PROVIDED RECORDS START

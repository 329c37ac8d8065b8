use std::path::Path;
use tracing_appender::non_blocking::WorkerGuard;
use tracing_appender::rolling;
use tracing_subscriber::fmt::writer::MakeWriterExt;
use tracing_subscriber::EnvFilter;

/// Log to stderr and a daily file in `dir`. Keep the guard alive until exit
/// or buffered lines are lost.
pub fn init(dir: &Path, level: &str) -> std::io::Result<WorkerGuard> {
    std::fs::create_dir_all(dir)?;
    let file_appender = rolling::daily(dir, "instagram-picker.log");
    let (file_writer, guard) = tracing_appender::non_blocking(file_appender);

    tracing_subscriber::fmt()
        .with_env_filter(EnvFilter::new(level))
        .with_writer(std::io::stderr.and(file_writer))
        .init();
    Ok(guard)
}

PROVIDED RECORDS END

* ASSIGNED TASK: Your answer is to contain exactly the lines from the one holding "tracing_subscriber::fmt()" to the end of the entries, with no other line.

* EXERCISE RESPONSE:
    tracing_subscriber::fmt()
        .with_env_filter(EnvFilter::new(level))
        .with_writer(std::io::stderr.and(file_writer))
        .init();
    Ok(guard)
}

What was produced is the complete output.